A consultora científica da AME e CDD Raquel Vassão Araújo pondera que, não tendo as opções de tratamento com natalizumabe e ocrelizumabe, os médicos têm menos oportunidade de tratar as pessoas. “Não é porque é remédio novo que tem que entrar, mas é um remédio novo que me dá uma oportunidade de trazer mais segurança para os pacientes. Não é porque é natalizumabe que não pode ser de uma linha terapêutica mais baixa. Inclusive, ele já foi segunda linha por muito tempo e agora não é mais. E a gente perde a oportunidade de ter pacientes em natalizumabe mais precocemente para doenças mais ativas”, conclui.
Maria Patrícia Borges Gollega Vasques, de 50 anos, foi diagnosticada com esclerose múltipla em 1996. Há dois anos, a cada seis meses, ela faz uso do uso do medicamento ocrelizumabe. “O ocrelizumabe está me fazendo muito bem em tudo. Diminuiu a fadiga e não tenho mais infecção de urina. Tomei rebif 22 por 16 anos e, depois, começaram a aparecer mais lesões na ressonância. Com isso, troquei para o fingolimode, que não foi bom pra mim. Tomei durante um ano e só piorei”, afirma.

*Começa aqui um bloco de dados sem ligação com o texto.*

impl<'a> Reconciler<'a> {
    pub fn new(prices: &'a dyn PriceLookup) -> Self {
        Self {
            prices,
            pending: PendingMatches::default(),
            output: CurrencyGroups::default(),
            diagnostics: Diagnostics::default(),
        }
    }

    pub fn process(&mut self, mut entry: LedgerRow) -> Result<(), ConvertError> {
        entry.acceptable = self.check_required_fields(&entry);
        let kind = LedgerType::from_str(&entry.kind)
            .map_err(|_| ConvertError::UnverifiedType { row: entry.row, kind: entry.kind.clone() })?;
        let local_time = utc_to_uk(&entry.time).unwrap_or_else(|| {
            self.diagnostics.push(entry.row, Issue::InvalidTimestamp(entry.time.clone()));
            String::new()
        });
        debug!(
            "row {}: {} {} {} {} ({})",
            entry.row,
            kind,
            entry.subtype,
            entry.amount,
            entry.asset,
            entry.wallet.as_deref().unwrap_or("spot")
        );

        match kind {
            LedgerType::Deposit => self.deposit(entry, local_time),
            LedgerType::Spend => self.spend(entry),
            LedgerType::Receive => self.receive(entry, local_time),
            LedgerType::Withdrawal => self.withdrawal(entry, local_time),
            LedgerType::Transfer => self.transfer(entry)?,
            LedgerType::Staking => self.staking_reward(entry, local_time, true),
            LedgerType::Earn => {
                let subtype = EarnSubtype::from_str(&entry.subtype).map_err(|_| ConvertError::UnverifiedSubtype {
                    row: entry.row,
                    kind: entry.kind.clone(),
                    subtype: entry.subtype.clone(),
                })?;
                match subtype {
                    EarnSubtype::Reward => self.staking_reward(entry, local_time, false),
                    // moves between earn wallets, nothing taxable happens
                    EarnSubtype::Migration
                    | EarnSubtype::Allocation
                    | EarnSubtype::AutoAllocation
                    | EarnSubtype::Deallocation => {}
                }
            }
            LedgerType::Trade
            | LedgerType::MarginTrade
            | LedgerType::Rollover
            | LedgerType::Adjustment
            | LedgerType::Settled
            | LedgerType::Reward
            | LedgerType::Sale
            | LedgerType::Dividend => {
                return Err(ConvertError::UnverifiedType { row: entry.row, kind: entry.kind });
            }
        }
        Ok(())
    }

    /// Reports every opening half that was never closed.
    pub fn finish(mut self) -> Conversion {
        if !self.pending.is_empty() {
            debug!("{} ledger entries left unmatched", self.pending.len());
        }
        for opening in Opening::ALL {
            for (refid, entry) in std::mem::take(self.pending.map(opening)) {
                self.diagnostics.push(entry.row, Issue::Unmatched { relation: opening.relation(), key: refid });
            }
        }
        Conversion { groups: self.output, diagnostics: self.diagnostics.into_vec() }
    }

    fn check_required_fields(&mut self, entry: &LedgerRow) -> bool {
        let required = [
            ("refid", &entry.refid),
            ("time", &entry.time),
            ("type", &entry.kind),
            ("asset", &entry.asset),
            ("amount", &entry.amount),
            ("fee", &entry.fee),
        ];
        let mut acceptable = true;
        for (field, value) in required {
            if value.trim().is_empty() {
                self.diagnostics.push(entry.row, Issue::MissingField(field));
                acceptable = false;
            }
        }
        if entry.aclass != "currency" {
            self.expected(entry.row, "aclass", "currency", &entry.aclass);
            acceptable = false;
        }
        acceptable
    }

    fn expected(&mut self, row: usize, field: &'static str, expected: &str, actual: &str) {
        self.diagnostics.push(
            row,
            Issue::UnexpectedValue { field, expected: expected.to_owned(), actual: actual.to_owned() },
        );
    }

    fn record(&self, event: Event, entry: &LedgerRow, local_time: &str) -> OutputRecord {
        OutputRecord::new(EXCHANGE, event, entry.time.as_str(), local_time, entry.amount.as_str())
    }

    fn open(&mut self, opening: Opening, entry: LedgerRow) {
        let key = entry.refid.clone();
        let row = entry.row;
        if let Some(previous) = self.pending.map(opening).insert(key.clone(), entry) {
            self.diagnostics.push(
                row,
                Issue::DuplicateReference { relation: opening.relation(), key, previous_row: previous.row },
            );
        }
    }

    fn close(&mut self, opening: Opening, entry: &LedgerRow) -> Option<LedgerRow> {
        let pending = self.pending.map(opening).remove(&entry.refid);
        if pending.is_none() {
            self.diagnostics.push(
                entry.row,
                Issue::NoPendingMatch { relation: opening.relation(), key: entry.refid.clone() },
            );
        }
        pending
    }

    /// Checks that both halves of a pair agree on `fields`.
    fn same_movement(&mut self, opening: &LedgerRow, closing: &LedgerRow, fields: &[Field]) -> bool {
        let mut same = true;
        for &field in fields {
            let (expected, actual) = (field.of(opening), field.of(closing));
            if expected != actual {
                self.diagnostics.push(
                    closing.row,
                    Issue::Mismatch {
                        field: field.into(),
                        other_row: opening.row,
                        expected: expected.to_owned(),
                        actual: actual.to_owned(),
                    },
                );
                same = false;
            }
        }
        same
    }

    fn deposit(&mut self, entry: LedgerRow, local_time: String) {
        if is_fiat(&entry.asset) {
            return;
        }
        if entry.asset.ends_with(STAKED_SUFFIX) {
            // either a move into staking, closed by a transfer, or the first
            // half of a staking reward
            self.open(Opening::StakingDeposit, entry);
            return;
        }

        let first_half = entry.txid.is_empty() && entry.balance.is_empty();
        let second_half = !entry.txid.is_empty() && !entry.balance.is_empty();
        if !first_half && !second_half {
            self.expected(entry.row, "txid and balance", "both blank or both present", &format!("txid '{}', balance '{}'", entry.txid, entry.balance));
            let record = self.record(Event::TransferIn, &entry, &local_time).mark_bad(true);
            self.output.push(&entry.asset, record);
        } else if first_half {
            self.open(Opening::TokenDeposit, entry);
        } else {
            let matched = match self.close(Opening::TokenDeposit, &entry) {
                Some(opening) => self.same_movement(&opening, &entry, &MOVEMENT_FIELDS) && opening.acceptable,
                None => false,
            };
            let record = self.record(Event::TransferIn, &entry, &local_time).mark_bad(!(matched && entry.acceptable));
            self.output.push(&entry.asset, record);
        }
    }

    fn check_trade_leg(&mut self, entry: &LedgerRow) -> bool {
        let mut valid = true;
        if entry.txid.is_empty() {
            self.diagnostics.push(entry.row, Issue::MissingField("txid"));
            valid = false;
        }
        if entry.balance.is_empty() {
            self.diagnostics.push(entry.row, Issue::MissingField("balance"));
            valid = false;
        }
        if !entry.subtype.is_empty() {
            self.expected(entry.row, "subtype", "blank", &entry.subtype);
            valid = false;
        }
        valid
    }

    fn spend(&mut self, mut entry: LedgerRow) {
        // reported now in case no receive ever turns up
        entry.acceptable &= self.check_trade_leg(&entry);
        self.open(Opening::Spend, entry);
    }

    fn receive(&mut self, entry: LedgerRow, local_time: String) {
        let leg_valid = self.check_trade_leg(&entry);

        let Some(spend) = self.close(Opening::Spend, &entry) else {
            let record = self.record(Event::Buy, &entry, &local_time).mark_bad(true);
            self.output.push(&entry.asset, record);
            return;
        };

        let bad = !(entry.acceptable && leg_valid && spend.acceptable);
        if SWAP_ASSETS.contains(&spend.asset.as_str()) {
            let note = format!(
                "Swapped {} {} for {} {}",
                spend.amount.trim_start_matches('-'),
                canonical_currency(&spend.asset),
                entry.amount,
                canonical_currency(&entry.asset),
            );
            // an invalid spend time was reported when the spend was read
            let spend_local_time = utc_to_uk(&spend.time).unwrap_or_default();
            let sell = self
                .record(Event::Sell, &spend, &spend_local_time)
                .with_note(note.as_str())
                .mark_bad(bad);
            let buy = self.record(Event::Buy, &entry, &local_time).with_note(note).mark_bad(bad);
            self.output.push(&spend.asset, sell);
            self.output.push(&entry.asset, buy);
            return;
        }

        let mut bad = bad;
        if spend.asset != "ZGBP" {
            self.expected(spend.row, "spend asset", "ZGBP", &spend.asset);
            bad = true;
        }
        let total = total_spend(&spend).unwrap_or_else(|| {
            self.expected(spend.row, "amount and fee", "decimal numbers", &format!("{} and {}", spend.amount, spend.fee));
            bad = true;
            String::new()
        });
        let record = self.record(Event::Buy, &entry, &local_time).with_gbp_value(total).mark_bad(bad);
        self.output.push(&entry.asset, record);
    }

    fn withdrawal(&mut self, entry: LedgerRow, local_time: String) {
        // the first half has no txid; it is closed either by a second
        // withdrawal or by a transfer into staking
        if entry.txid.is_empty() {
            self.open(Opening::Withdrawal, entry);
            return;
        }
        let matched = match self.close(Opening::Withdrawal, &entry) {
            Some(opening) => self.same_movement(&opening, &entry, &MOVEMENT_FIELDS) && opening.acceptable,
            None => false,
        };
        let record = self.record(Event::TransferOut, &entry, &local_time).mark_bad(!(matched && entry.acceptable));
        self.output.push(&entry.asset, record);
    }

    /// Transfers move assets between spot and staking and never produce
    /// output; they only close a pending entry.
    fn transfer(&mut self, entry: LedgerRow) -> Result<(), ConvertError> {
        let subtype = TransferSubtype::from_str(&entry.subtype).map_err(|_| ConvertError::UnverifiedSubtype {
            row: entry.row,
            kind: entry.kind.clone(),
            subtype: entry.subtype.clone(),
        })?;
        match subtype {
            TransferSubtype::SpotToStaking | TransferSubtype::StakingToSpot => {
                if let Some(withdrawal) = self.close(Opening::Withdrawal, &entry) {
                    self.same_movement(&withdrawal, &entry, &MOVEMENT_FIELDS);
                }
            }
            TransferSubtype::StakingFromSpot => {
                if let Some(deposit) = self.close(Opening::StakingDeposit, &entry) {
                    self.same_movement(&deposit, &entry, &[Field::Asset]);
                }
            }
            TransferSubtype::SpotFromStaking | TransferSubtype::SpotFromFutures => {
                if let Some(deposit) = self.close(Opening::TokenDeposit, &entry) {
                    self.same_movement(&deposit, &entry, &[Field::Asset]);
                }
            }
        }
        Ok(())
    }

    /// Finds the staking deposit announcing this reward. Kraken gives the two
    /// rows different reference ids, so the first pending deposit of the same
    /// asset and amount without a txid is taken. With several identical
    /// rewards in flight this may pair the wrong rows.
    ///
    /// Returns whether a matched deposit passed its checks.
    fn take_reward_deposit(&mut self, entry: &LedgerRow) -> bool {
        let key = self
            .pending
            .staking_deposits
            .iter()
            .find(|(_, d)| d.asset == entry.asset && d.amount == entry.amount && d.txid.is_empty())
            .map(|(k, _)| k.clone());
        match key.and_then(|key| self.pending.staking_deposits.remove(&key)) {
            Some(deposit) => deposit.acceptable,
            None => {
                self.diagnostics.push(
                    entry.row,
                    Issue::NoPendingMatch {
                        relation: Relation::StakingDeposit,
                        key: format!("{} {}", entry.amount, entry.asset),
                    },
                );
                true
            }
        }
    }

    fn staking_reward(&mut self, entry: LedgerRow, local_time: String, require_suffix: bool) {
        let mut bad = !entry.acceptable;
        let base = match entry.asset.strip_suffix(STAKED_SUFFIX) {
            Some(base) => base.to_owned(),
            None => {
                if require_suffix {
                    self.expected(entry.row, "staking asset", "a .S suffix", &entry.asset);
                    bad = true;
                }
                entry.asset.clone()
            }
        };
        if !self.take_reward_deposit(&entry) {
            bad = true;
        }

        let mut record = self.record(Event::Staking, &entry, &local_time);
        if !bad {
            match self.value_in_usd(&entry, canonical_currency(&base)) {
                Ok((price, value)) => record = record.with_unit_price(price).with_usd_value(value),
                Err(issue) => {
                    self.diagnostics.push(entry.row, issue);
                    bad = true;
                }
            }
        }
        self.output.push(&base, record.mark_bad(bad));
    }

    fn value_in_usd(&self, entry: &LedgerRow, symbol: &str) -> Result<(String, String), Issue> {
        let date = parse_date_time(&entry.time)
            .map_err(|_| Issue::InvalidTimestamp(entry.time.clone()))?
            .date();
        let amount = parse_amount(&entry.amount).ok_or_else(|| Issue::UnexpectedValue {
            field: "amount",
            expected: "a decimal number".to_owned(),
            actual: entry.amount.clone(),
        })?;
        let price = self
            .prices
            .usd_price(symbol, date)
            .map_err(|e| Issue::PriceUnavailable(e.to_string()))?;
        let value = (amount * price).round_dp_with_strategy(2, RoundingStrategy::MidpointAwayFromZero);
        Ok((price.normalize().to_string(), format!("{:.2}", value)))
    }
}
//! Startup orchestration.
//!
//! # Responsibilities
//! - Load and validate configuration
//! - Initialize logging and metrics
//! - Build the server and bind its listener

use std::net::SocketAddr;

use thiserror::Error;
use tokio::net::TcpListener;

use crate::config::{load_from_env, ConfigError, RelayConfig};
use crate::http::HttpServer;
use crate::observability::{logging, metrics};

#[derive(Debug, Error)]
pub enum StartupError {
    #[error("configuration: {0}")]
    Config(#[from] ConfigError),

    #[error("upstream client: {0}")]
    Client(#[from] reqwest::Error),

    #[error("bind: {0}")]
    Bind(#[from] std::io::Error),
}

/// Load config from the environment, initialize observability, and bind.
pub async fn bootstrap() -> Result<(HttpServer, TcpListener), StartupError> {
    // Logging is not up yet; a config error is reported by main.
    let config = load_from_env()?;
    logging::init_tracing(&config.observability.log_level);

    tracing::info!("ai-relay v{} starting", env!("CARGO_PKG_VERSION"));
    log_config(&config);

    if config.observability.metrics_enabled {
        // Validation already checked the address.
        if let Ok(addr) = config.observability.metrics_address.parse::<SocketAddr>() {
            metrics::init_metrics(addr);
        }
    }

    let listener = TcpListener::bind(&config.listener.bind_address).await?;
    let local_addr = listener.local_addr()?;
    let server = HttpServer::new(config)?;

    tracing::info!(address = %local_addr, "Listening for connections");
    Ok((server, listener))
}

fn log_config(config: &RelayConfig) {
    tracing::info!(
        bind_address = %config.listener.bind_address,
        path = %config.route.path,
        upstream = %config.upstream.url,
        model = %config.upstream.model,
        reasoning_effort = %config.upstream.reasoning_effort,
        allow_origins = config.cors.allow_origins.len(),
        "Configuration loaded"
    );

    if config.cors.allow_origins.is_empty() {
        tracing::warn!("ALLOW_ORIGINS is empty; reflecting any origin");
    }
    if config.api_key.is_none() {
        tracing::warn!("OPENAI_API_KEY is not set; relay requests will fail with 500");
    }
}
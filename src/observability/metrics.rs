//! Metrics collection and exposition.
//!
//! # Metrics
//! - `relay_requests_total` (counter): requests by outcome and status
//! - `relay_request_duration_seconds` (histogram): time until response
//!   headers were produced, by outcome. Stream duration is not included.

use std::net::SocketAddr;
use std::time::Instant;

use metrics_exporter_prometheus::PrometheusBuilder;

/// Install the Prometheus recorder and its scrape listener.
pub fn init_metrics(addr: SocketAddr) {
    match PrometheusBuilder::new().with_http_listener(addr).install() {
        Ok(()) => tracing::info!(address = %addr, "Metrics endpoint listening"),
        Err(e) => tracing::error!(error = %e, "Failed to install metrics exporter"),
    }
}

/// Record one handled request.
pub fn record_request(outcome: &'static str, status: u16, start_time: Instant) {
    metrics::counter!(
        "relay_requests_total",
        "outcome" => outcome,
        "status" => status.to_string()
    )
    .increment(1);

    metrics::histogram!("relay_request_duration_seconds", "outcome" => outcome)
        .record(start_time.elapsed().as_secs_f64());
}
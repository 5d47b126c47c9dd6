//! Configuration loading from disk and the process environment.

use std::fs;

use thiserror::Error;

use crate::config::schema::{ApiKey, RelayConfig};
use crate::config::validation::{validate_config, ValidationError};
use crate::http::cors::parse_origin_list;

/// Upstream credential.
pub const ENV_API_KEY: &str = "OPENAI_API_KEY";
/// Comma-separated origin allow-list.
pub const ENV_ALLOW_ORIGINS: &str = "ALLOW_ORIGINS";
/// Optional path to a TOML config file.
pub const ENV_CONFIG_PATH: &str = "RELAY_CONFIG";
/// Optional listener override.
pub const ENV_BIND_ADDRESS: &str = "RELAY_BIND_ADDRESS";

/// Error type for configuration loading.
#[derive(Debug, Error)]
pub enum ConfigError {
    #[error("IO error: {0}")]
    Io(#[from] std::io::Error),

    #[error("Parse error: {0}")]
    Parse(#[from] toml::de::Error),

    #[error("Validation failed: {}", join_errors(.0))]
    Validation(Vec<ValidationError>),
}

fn join_errors(errors: &[ValidationError]) -> String {
    errors
        .iter()
        .map(ToString::to_string)
        .collect::<Vec<_>>()
        .join(", ")
}

/// Build the startup configuration from the process environment.
///
/// Reads the optional file named by `RELAY_CONFIG`, then layers the
/// environment on top and validates the result.
pub fn load_from_env() -> Result<RelayConfig, ConfigError> {
    load_with(|key| std::env::var(key).ok())
}

/// Same as [`load_from_env`] with an injectable variable lookup.
pub fn load_with<F>(lookup: F) -> Result<RelayConfig, ConfigError>
where
    F: Fn(&str) -> Option<String>,
{
    let mut config = match lookup(ENV_CONFIG_PATH).filter(|p| !p.trim().is_empty()) {
        Some(path) => {
            let content = fs::read_to_string(path.trim())?;
            toml::from_str(&content)?
        }
        None => RelayConfig::default(),
    };

    apply_env(&mut config, &lookup);
    validate_config(&config).map_err(ConfigError::Validation)?;

    Ok(config)
}

/// Overlay environment values onto a configuration.
pub fn apply_env<F>(config: &mut RelayConfig, lookup: F)
where
    F: Fn(&str) -> Option<String>,
{
    config.api_key = lookup(ENV_API_KEY).and_then(ApiKey::new);

    if let Some(origins) = lookup(ENV_ALLOW_ORIGINS) {
        config.cors.allow_origins = parse_origin_list(&origins);
    }

    if let Some(addr) = lookup(ENV_BIND_ADDRESS).filter(|a| !a.trim().is_empty()) {
        config.listener.bind_address = addr.trim().to_string();
    }
}
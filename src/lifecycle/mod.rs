//! Lifecycle management subsystem.
//!
//! # Data Flow
//! ```text
//! Startup (startup.rs):
//!     Load config → Validate → Init logging/metrics → Bind listener
//!
//! Shutdown (shutdown.rs):
//!     Trigger → server stops accepting → in-flight streams finish → Exit
//!
//! Signals (signals.rs):
//!     SIGTERM/SIGINT → Trigger graceful shutdown
//! ```
//!
//! # Design Decisions
//! - Fail fast: any startup error is fatal
//! - Listener binds last (traffic only when ready)

pub mod shutdown;
pub mod signals;
pub mod startup;

pub use shutdown::Shutdown;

De acordo com relatório da Conitec, o ocrelizumabe, assim como o natalizumabe, não tem seu mecanismo de ação totalmente explicado. Porém, já se sabe que esse medicamento atua na redução quantitativa dos linfócitos B CD-20+ periféricos, que são células do sistema imune produtoras de anticorpos que atraem outras células de defesa, o que leva à inflamação dos nervos, e assegura a capacidade de reconstituição e desempenho das demais células B. Dessa forma, contribui para a diminuição das reações inflamatórias no Sistema Nervoso Central características da EM.
Para Raquel Vassão Araujo, consultora científica da AME e CDD, o momento é muito importante do ponto de vista do tratamento de esclerose múltipla: “É aquela oportunidade em que nós temos e também as pessoas que convivem com a doença ou os cuidadores, de sermos ouvidos nesse processo”, enfatiza. “Claro que seria muito mais interessante se a gente pudesse participar mais ativamente desde o início, mas é a oportunidade de sermos ouvidos. Eu assisti a reunião da Conitec e li os pareceres técnicos das negativas e tal. A gente vê uma incongruência na fala da Conitec que, a princípio, julgou que o ocrelizumabe não deveria ser incorporado como opção ao Natalizumabe, pois considera que o primeiro não tem ganho de eficácia em relação ao segundo, além de desconsiderar a gravidade dos potenciais eventos adversos de Natalizumabe, como a LEMP, desta maneira impedindo que pacientes com alta atividade de Esclerose Múltipla, com mais risco de complicações graves, de ter acesso a outra opção de tratamento mais segura. Por outro lado, ao negar a ida do Natalizumabe para a segunda linha de tratamento, a Conitec usa como justificativa a gravidade de eventos adversos do Natalizumabe, inclusive a LEMP, fazendo disso um empecilho, um impedimento. Claro que essas análises foram preparadas por equipes diferentes de análise de tecnologia, a gente entende isso. mas eu também entendo que faz parte da Conitec fazer a análise crítica dessas colocações”, avalia.
A neurologista Milena Pitombeira destaca que a escolha terapêutica é individual e precisa levar em conta as peculiaridades de cada paciente que tem esclerose múltipla. Jefferson Becker, presidente do Comitê Brasileiro de Tratamento e Pesquisa em Esclerose Múltipla e Doenças Neuroimunológicas (BCTRIMS), acrescenta que a EM tem graus distintos de atividade inflamatória e que isso precisa ser levado em conta na hora de escolher o tratamento. “Alguns indivíduos podem ter mais atividades inflamatórias ou menos e isso impacta diretamente no tratamento. Alguns medicamentos têm uma ação antiinflamatória maior e outros menos eficaz. Vai depender de cada organismo”, conclui.